Mauricio: Vean a David Linch! el cine con celular no es cine. Bueno sí es cine, pero no. Hay que cargar la cámara como un hombre que trabaja en la construcción. La fotografía yo la entiendo como un desarrollo tecnológico natural de la obsesión del hombre por capturar el tiempo y el espacio, el hombre está tan obsesionado con eso que utiliza su pensamiento para desarrollar una tecnología al servicio de su obsesión. Pero no hay que olvidar que logra este proceso a partir de concepciones de alquimia, magia y tecnología. La fotografía esconde fuertes procesos alquímicos, literalmente es la copia de un proceso de transformación energética, es pintar con luz, obtienes un negativo de la imagen de la realidad, no obtienes la realidad. Más bien obtienes “lo que la realidad no está mostrando”, obtienes lo que un rostro refleja de luz y es capaz de quemar en un sustento químico, y al revertir eso -en otro proceso químico- emerge la imagen. Y ese entendimiento se está perdiendo, la gente está pensando solamente en las imágenes, consumiendo imágenes, construyendo imágenes sin pensar en ese proceso. Cuando se pierda ese proceso -en 500 años- va a ser inimaginable reconstruir, va a perderse ese misterio. La imagen va a volverse Dios y va a perderse la magia. Yo no sé cómo va a ser el cine, pero si podemos dar cuenta de algunas inercias de consumo y de narrativas que nos permite proyectar el futuro sólo mirando hacia atrás, entonces ésta es una etapa muy fértil y muy riesgosa, de hecho ya es siniestro.

¿Cómo es su mundo interior?

Juan Carlos: ¡Órale, que pregunta! (Espacio de un prolongado silencio) Ya me lo pensé. Mira güerita, no sé bien cómo responder eso pero ahorita cuando me preguntaste se me vino a la mente el momento cuando leo. Pienso que mi mundo interior es como un libro, y bien novelesco.

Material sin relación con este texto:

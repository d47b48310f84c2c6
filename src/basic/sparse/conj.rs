use nalgebra::{Complex, SimdComplexField, SimdRealField};
use nalgebra_sparse::CscMatrix;

/// Trait for computing the conjugate of a matrix.
pub(crate) trait Conjugate {
    type Mat;

    /// Returns the conjugate of the matrix.
    fn conjugate(&self) -> Self::Mat;

    /// Computes the conjugate of the matrix in-place.
    fn conjugate_mut(&mut self);
}

impl<T: SimdRealField> Conjugate for CscMatrix<Complex<T>>
where
    Complex<T>: SimdComplexField,
{
    type Mat = CscMatrix<Complex<T>>;

    fn conjugate(&self) -> Self::Mat {
        let mut out = self.clone();
        out.conjugate_mut();
        out
    }

    fn conjugate_mut(&mut self) {
        self.values_mut()
            .iter_mut()
            .for_each(|v| *v = v.clone().simd_conjugate());
    }
}

#[cfg(test)]
mod tests {
    use super::*;
    use nalgebra_sparse::CooMatrix;

    fn sample(sign: f64) -> CscMatrix<Complex<f64>> {
        let mut a = CooMatrix::new(4, 4);
        a.push(0, 0, Complex::new(1.0, -sign));
        a.push(2, 1, Complex::new(3.0, sign));
        a.push(3, 3, Complex::new(5.0, -2.0 * sign));
        (&a).into()
    }

    #[test]
    fn conjugate_flips_imaginary_parts() {
        assert_eq!(sample(1.0).conjugate(), sample(-1.0));
    }

    #[test]
    fn conjugate_mut_keeps_pattern() {
        let mut a = sample(1.0);
        a.conjugate_mut();
        assert_eq!(a.pattern(), sample(-1.0).pattern());
        assert_eq!(a, sample(-1.0));
    }
}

Mauricio: Es muy complejo, porque es responder desde la parte más íntima, más vulnerable: desde el enamoramiento infantil, desde el estado de lujuria paternal, la búsqueda obsesiva de un estado poético, la búsqueda de intoxicación, la rebeldía constante, la utopía como un estado de andar. Es esa idea de que el tiempo corre realmente hacia atrás y que estamos configurando apenas un rostro de nosotros mismos. Creo que yo podría hablar un chingo sobre eso, pero no sería tan potente como si no estuviera y alguien tendría acceso a mí espacio vital -me parece que eso no tendría que suceder nunca porque es muy peligroso. Pero ahí podrías entender una parte, pero imagínate que entender el mundo interior de una persona te puede llevar una vida y luego darte cuenta que estuviste confundido. Es cómo estar buscando ese claro en el bosque que nunca vas a encontrar, esa obsesión de la ciencia de buscar siempre una gota de mercurio en un lago.

Me gustaría pensar que mi mundo interior -que tengo muchos- me gustaría abrirlo sólo a pocas personas, casi quea muy pocas, casi que podría que pensar que una. Y la otra es el trabajo, creo que el trabajo va a terminar hablando por mí. Porque Interior-Exterior es una cosa, ni siquiera sé si sea de lo que más orgullosos nos sentimos profesionalmente, es un reto. Pero hay otras cosas que nos hacen sentir bien vitales y a mí me gustaría que se viera “un bien conjunto” que demuestren al final esto de lo que hablábamos: un negativo de la vida que le corresponde a cada persona revelar.